*EXERCISE REQUIREMENTS*: Count the lines of the data below that include the string "must", and provide nothing but the result.

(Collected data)
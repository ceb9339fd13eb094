//! Cache-control policy for per-session responses.

/// Responses tied to a session must be revalidated before reuse.
pub const PRIVATE_NO_CACHE: &str = "private, no-cache, must-revalidate";

/// Header tuple applying [`PRIVATE_NO_CACHE`].
pub const fn private_no_cache_header() -> (&'static str, &'static str) {
    ("Cache-Control", PRIVATE_NO_CACHE)
}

*RESULT FOR THIS EXERCISE*: 2